Neste artigo, o Professor António Covas propõe uma reflexão particularmente relevante para quem trabalha o desenvolvimento local, a coesão territorial e a valorização dos territórios a partir das suas comunidades.
Partindo da ideia de que os territórios são realidades vivas, multifacetadas e em permanente reconstrução, o autor chama a atenção para o desequilíbrio existente entre as redes institucionais, mais formais e burocráticas, e as redes sociais e funcionais, onde reside grande parte do capital social, da cooperação e da inovação cidadã.
A reflexão desafia-nos a pensar para além da simples digitalização dos territórios. Não basta criar plataformas, incubadoras, espaços de coworking ou comunidades online se estas não forem capazes de responder aos problemas reais das comunidades offline, sobretudo nos territórios de baixa densidade.
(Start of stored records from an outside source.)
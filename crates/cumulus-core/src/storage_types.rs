use std::fmt::{Display, Formatter, Result as FmtResult};
use std::str::FromStr;

/// Storage backend types
///
/// This enum defines the available storage backend types.
/// It's defined in core because it's used in configuration and by the factory.
#[derive(Debug, Clone, Copy, PartialEq, Eq, serde::Serialize, serde::Deserialize)]
#[serde(rename_all = "lowercase")]
pub enum StorageBackend {
    Cloudinary,
    Local,
}

impl FromStr for StorageBackend {
    type Err = anyhow::Error;

    fn from_str(s: &str) -> Result<Self, Self::Err> {
        match s.to_lowercase().as_str() {
            "cloudinary" => Ok(StorageBackend::Cloudinary),
            "local" => Ok(StorageBackend::Local),
            _ => Err(anyhow::anyhow!("Invalid storage backend: {}", s)),
        }
    }
}

impl Display for StorageBackend {
    fn fmt(&self, f: &mut Formatter<'_>) -> FmtResult {
        match self {
            StorageBackend::Cloudinary => write!(f, "cloudinary"),
            StorageBackend::Local => write!(f, "local"),
        }
    }
}

/// Cloudinary resource type (the provider's coarse content bucket)
///
/// The resource type decides which transformations are available, the shape
/// of delivery URLs, and whether the provider tracks file extensions
/// separately from the public id (`raw` resources keep theirs in the id).
#[derive(Debug, Clone, Copy, PartialEq, Eq, Default, serde::Serialize, serde::Deserialize)]
#[serde(rename_all = "lowercase")]
pub enum ResourceType {
    #[default]
    Image,
    Video,
    Raw,
    Auto,
}

impl ResourceType {
    pub fn as_str(&self) -> &'static str {
        match self {
            ResourceType::Image => "image",
            ResourceType::Video => "video",
            ResourceType::Raw => "raw",
            ResourceType::Auto => "auto",
        }
    }

    /// Whether the provider reports pixel dimensions for this resource type.
    pub fn has_dimensions(&self) -> bool {
        matches!(self, ResourceType::Image | ResourceType::Video)
    }
}

impl FromStr for ResourceType {
    type Err = anyhow::Error;

    fn from_str(s: &str) -> Result<Self, Self::Err> {
        match s.to_lowercase().as_str() {
            "image" => Ok(ResourceType::Image),
            "video" => Ok(ResourceType::Video),
            "raw" => Ok(ResourceType::Raw),
            "auto" => Ok(ResourceType::Auto),
            _ => Err(anyhow::anyhow!("Invalid resource type: {}", s)),
        }
    }
}

impl Display for ResourceType {
    fn fmt(&self, f: &mut Formatter<'_>) -> FmtResult {
        f.write_str(self.as_str())
    }
}
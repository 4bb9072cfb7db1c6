//! Configuration module
//!
//! This module provides the adapter settings used by the Cloudinary backend and
//! the environment-driven configuration used to select and build a backend.

use std::env;
use std::fmt::{Debug, Formatter, Result as FmtResult};

use crate::metadata::ProviderOptions;
use crate::storage_types::{ResourceType, StorageBackend};

// Common constants
const DEFAULT_DELIVERY_TYPE: &str = "upload";
const API_BASE_URL: &str = "https://api.cloudinary.com";
const DELIVERY_BASE_URL: &str = "https://res.cloudinary.com";
const HTTP_TIMEOUT_SECS: u64 = 60;

/// Account credentials for the Cloudinary APIs.
#[derive(Clone, PartialEq, Eq)]
pub struct ProviderCredentials {
    pub cloud_name: String,
    pub api_key: String,
    pub api_secret: String,
}

impl Debug for ProviderCredentials {
    fn fmt(&self, f: &mut Formatter<'_>) -> FmtResult {
        f.debug_struct("ProviderCredentials")
            .field("cloud_name", &self.cloud_name)
            .field("api_key", &self.api_key)
            .finish_non_exhaustive()
    }
}

impl ProviderCredentials {
    pub fn new(
        cloud_name: impl Into<String>,
        api_key: impl Into<String>,
        api_secret: impl Into<String>,
    ) -> Self {
        Self {
            cloud_name: cloud_name.into(),
            api_key: api_key.into(),
            api_secret: api_secret.into(),
        }
    }

    /// Parse a `cloudinary://{api_key}:{api_secret}@{cloud_name}` URL.
    pub fn from_url(value: &str) -> Result<Self, anyhow::Error> {
        let parsed = url::Url::parse(value)
            .map_err(|e| anyhow::anyhow!("CLOUDINARY_URL is not a valid URL: {}", e))?;

        if parsed.scheme() != "cloudinary" {
            return Err(anyhow::anyhow!(
                "CLOUDINARY_URL must use the cloudinary:// scheme"
            ));
        }

        let cloud_name = parsed
            .host_str()
            .filter(|h| !h.is_empty())
            .ok_or_else(|| anyhow::anyhow!("CLOUDINARY_URL is missing the cloud name"))?;
        let api_key = parsed.username();
        let api_secret = parsed
            .password()
            .ok_or_else(|| anyhow::anyhow!("CLOUDINARY_URL is missing the API secret"))?;

        if api_key.is_empty() {
            return Err(anyhow::anyhow!("CLOUDINARY_URL is missing the API key"));
        }

        Ok(Self::new(cloud_name, api_key, api_secret))
    }
}

/// Immutable settings of a Cloudinary storage adapter.
///
/// Built once with [`AdapterConfig::new`] and the `with_*` methods, then owned
/// by the adapter for its whole lifetime.
#[derive(Clone, Debug, PartialEq)]
pub struct AdapterConfig {
    prefix: Option<Vec<String>>,
    resource_type: ResourceType,
    delivery_type: Option<String>,
    large_threshold: Option<u64>,
    chunk_size: Option<u64>,
    upload_options: ProviderOptions,
    store_provider_payload: bool,
}

impl Default for AdapterConfig {
    fn default() -> Self {
        Self::new(ResourceType::default())
    }
}

impl AdapterConfig {
    pub fn new(resource_type: ResourceType) -> Self {
        Self {
            prefix: None,
            resource_type,
            delivery_type: None,
            large_threshold: None,
            chunk_size: None,
            upload_options: ProviderOptions::new(),
            store_provider_payload: false,
        }
    }

    /// Set the identifier prefix. `"a/b"` becomes the segments `["a", "b"]`;
    /// empty segments are dropped and an all-empty prefix means no prefix.
    pub fn with_prefix(mut self, prefix: impl AsRef<str>) -> Self {
        let segments: Vec<String> = prefix
            .as_ref()
            .split('/')
            .filter(|s| !s.is_empty())
            .map(String::from)
            .collect();
        self.prefix = if segments.is_empty() {
            None
        } else {
            Some(segments)
        };
        self
    }

    pub fn with_delivery_type(mut self, delivery_type: impl Into<String>) -> Self {
        self.delivery_type = Some(delivery_type.into());
        self
    }

    /// Uploads of at least `bytes` bytes use the chunked upload endpoint.
    pub fn with_large_threshold(mut self, bytes: u64) -> Self {
        self.large_threshold = Some(bytes);
        self
    }

    pub fn with_chunk_size(mut self, bytes: u64) -> Self {
        self.chunk_size = Some(bytes);
        self
    }

    pub fn with_upload_options(mut self, options: ProviderOptions) -> Self {
        self.upload_options = options;
        self
    }

    pub fn with_provider_payload(mut self, store: bool) -> Self {
        self.store_provider_payload = store;
        self
    }

    pub fn prefix(&self) -> Option<&[String]> {
        self.prefix.as_deref()
    }

    /// Prefix segments joined with `/`.
    pub fn prefix_path(&self) -> Option<String> {
        self.prefix.as_ref().map(|segments| segments.join("/"))
    }

    pub fn resource_type(&self) -> ResourceType {
        self.resource_type
    }

    /// Delivery type addressed by every call. Unless set explicitly, a `type`
    /// upload default doubles as the delivery type, then `upload`.
    pub fn delivery_type(&self) -> &str {
        self.delivery_type
            .as_deref()
            .or_else(|| self.upload_options.get("type").and_then(|v| v.as_str()))
            .unwrap_or(DEFAULT_DELIVERY_TYPE)
    }

    pub fn large_threshold(&self) -> Option<u64> {
        self.large_threshold
    }

    pub fn chunk_size(&self) -> Option<u64> {
        self.chunk_size
    }

    pub fn upload_options(&self) -> &ProviderOptions {
        &self.upload_options
    }

    pub fn store_provider_payload(&self) -> bool {
        self.store_provider_payload
    }
}

/// Cloudinary account, endpoints and adapter settings.
#[derive(Clone, Debug)]
pub struct CloudinaryConfig {
    pub credentials: ProviderCredentials,
    pub adapter: AdapterConfig,
    pub api_base_url: String,
    pub delivery_base_url: String,
    pub secure: bool,
    pub http_timeout_secs: u64,
}

impl CloudinaryConfig {
    pub fn new(credentials: ProviderCredentials, adapter: AdapterConfig) -> Self {
        Self {
            credentials,
            adapter,
            api_base_url: API_BASE_URL.to_string(),
            delivery_base_url: DELIVERY_BASE_URL.to_string(),
            secure: true,
            http_timeout_secs: HTTP_TIMEOUT_SECS,
        }
    }

    pub fn with_api_base_url(mut self, url: impl Into<String>) -> Self {
        self.api_base_url = url.into();
        self
    }

    pub fn with_delivery_base_url(mut self, url: impl Into<String>) -> Self {
        self.delivery_base_url = url.into();
        self
    }

    fn from_env() -> Result<Option<Self>, anyhow::Error> {
        let credentials = match env::var("CLOUDINARY_URL").ok().filter(|s| !s.is_empty()) {
            Some(url) => Some(ProviderCredentials::from_url(&url)?),
            None => match (
                env::var("CLOUDINARY_CLOUD_NAME").ok(),
                env::var("CLOUDINARY_API_KEY").ok(),
                env::var("CLOUDINARY_API_SECRET").ok(),
            ) {
                (Some(cloud_name), Some(api_key), Some(api_secret)) => {
                    Some(ProviderCredentials::new(cloud_name, api_key, api_secret))
                }
                _ => None,
            },
        };

        let Some(credentials) = credentials else {
            return Ok(None);
        };

        let resource_type = match env::var("CLOUDINARY_RESOURCE_TYPE") {
            Ok(s) => s.parse()?,
            Err(_) => ResourceType::Image,
        };

        let upload_options: ProviderOptions = match env::var("CLOUDINARY_UPLOAD_OPTIONS") {
            Ok(raw) => serde_json::from_str(&raw).map_err(|e| {
                anyhow::anyhow!("CLOUDINARY_UPLOAD_OPTIONS must be a JSON object: {}", e)
            })?,
            Err(_) => ProviderOptions::new(),
        };

        let mut adapter = AdapterConfig::new(resource_type)
            .with_upload_options(upload_options)
            .with_provider_payload(
                env::var("CLOUDINARY_STORE_PAYLOAD")
                    .unwrap_or_else(|_| "false".to_string())
                    .to_lowercase()
                    .parse()
                    .unwrap_or(false),
            );

        if let Ok(delivery_type) = env::var("CLOUDINARY_DELIVERY_TYPE") {
            adapter = adapter.with_delivery_type(delivery_type);
        }
        // Unset means uploads are never chunked.
        if let Ok(raw) = env::var("CLOUDINARY_LARGE_THRESHOLD_MB") {
            adapter = adapter.with_large_threshold(megabytes(&raw, "CLOUDINARY_LARGE_THRESHOLD_MB")?);
        }
        if let Ok(prefix) = env::var("CLOUDINARY_PREFIX") {
            adapter = adapter.with_prefix(prefix);
        }
        if let Ok(raw) = env::var("CLOUDINARY_CHUNK_SIZE_MB") {
            adapter = adapter.with_chunk_size(megabytes(&raw, "CLOUDINARY_CHUNK_SIZE_MB")?);
        }

        Ok(Some(CloudinaryConfig {
            credentials,
            adapter,
            api_base_url: env::var("CLOUDINARY_API_BASE_URL")
                .unwrap_or_else(|_| API_BASE_URL.to_string()),
            delivery_base_url: env::var("CLOUDINARY_DELIVERY_BASE_URL")
                .unwrap_or_else(|_| DELIVERY_BASE_URL.to_string()),
            secure: env::var("CLOUDINARY_SECURE")
                .unwrap_or_else(|_| "true".to_string())
                .to_lowercase()
                .parse()
                .unwrap_or(true),
            http_timeout_secs: env::var("HTTP_TIMEOUT_SECONDS")
                .unwrap_or_else(|_| HTTP_TIMEOUT_SECS.to_string())
                .parse()
                .unwrap_or(HTTP_TIMEOUT_SECS),
        }))
    }
}

/// Parse a whole number of megabytes into bytes.
fn megabytes(raw: &str, name: &str) -> Result<u64, anyhow::Error> {
    raw.trim()
        .parse::<u64>()
        .ok()
        .and_then(|mb| mb.checked_mul(1024 * 1024))
        .ok_or_else(|| anyhow::anyhow!("{} must be a number of megabytes, got {:?}", name, raw))
}

/// Backend selection and per-backend settings.
#[derive(Clone, Debug)]
pub struct StorageConfig {
    pub storage_backend: StorageBackend,
    pub cloudinary: Option<CloudinaryConfig>,
    pub local_storage_path: Option<String>,
    pub local_storage_base_url: Option<String>,
}

impl StorageConfig {
    pub fn from_env() -> Result<Self, anyhow::Error> {
        dotenvy::dotenv().ok();

        let storage_backend = match env::var("STORAGE_BACKEND") {
            Ok(s) => s.parse()?,
            Err(_) => StorageBackend::Cloudinary,
        };

        let config = StorageConfig {
            storage_backend,
            cloudinary: CloudinaryConfig::from_env()?,
            local_storage_path: env::var("LOCAL_STORAGE_PATH").ok(),
            local_storage_base_url: env::var("LOCAL_STORAGE_BASE_URL").ok(),
        };

        config.validate()?;
        Ok(config)
    }

    pub fn validate(&self) -> Result<(), anyhow::Error> {
        match self.storage_backend {
            StorageBackend::Cloudinary => {
                let Some(cloudinary) = &self.cloudinary else {
                    return Err(anyhow::anyhow!(
                        "CLOUDINARY_URL or CLOUDINARY_CLOUD_NAME, CLOUDINARY_API_KEY and \
                         CLOUDINARY_API_SECRET must be set when using the Cloudinary backend"
                    ));
                };
                if cloudinary.credentials.cloud_name.is_empty() {
                    return Err(anyhow::anyhow!("Cloudinary cloud name must not be empty"));
                }
                if cloudinary.adapter.chunk_size() == Some(0) {
                    return Err(anyhow::anyhow!("Cloudinary chunk size must be positive"));
                }
            }
            StorageBackend::Local => {
                if self.local_storage_path.is_none() {
                    return Err(anyhow::anyhow!(
                        "LOCAL_STORAGE_PATH must be set when using local storage backend"
                    ));
                }
                if self.local_storage_base_url.is_none() {
                    return Err(anyhow::anyhow!(
                        "LOCAL_STORAGE_BASE_URL must be set when using local storage backend"
                    ));
                }
            }
        }

        Ok(())
    }

    pub fn storage_backend(&self) -> StorageBackend {
        self.storage_backend
    }

    pub fn cloudinary(&self) -> Option<&CloudinaryConfig> {
        self.cloudinary.as_ref()
    }

    pub fn local_storage_path(&self) -> Option<&str> {
        self.local_storage_path.as_deref()
    }

    pub fn local_storage_base_url(&self) -> Option<&str> {
        self.local_storage_base_url.as_deref()
    }
}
António Covas sublinha, por isso, a importância das CRP (comunidades, redes e plataformas), como base para uma internet mais democrática, colaborativa e ao serviço dos cidadãos e cidadãs. Uma internet capaz de reforçar a inteligência coletiva territorial, valorizar os sinais distintivos dos territórios, recompor cadeias de valor locais e abrir novas oportunidades a partir da economia imaterial, circular e colaborativa.
Para a Animar e para a sua Rede, este é um contributo que dialoga diretamente com a importância do trabalho em rede, da participação cidadã, da investigação-ação e da construção de modelos de governança territorial mais próximos, cooperativos e transformadores.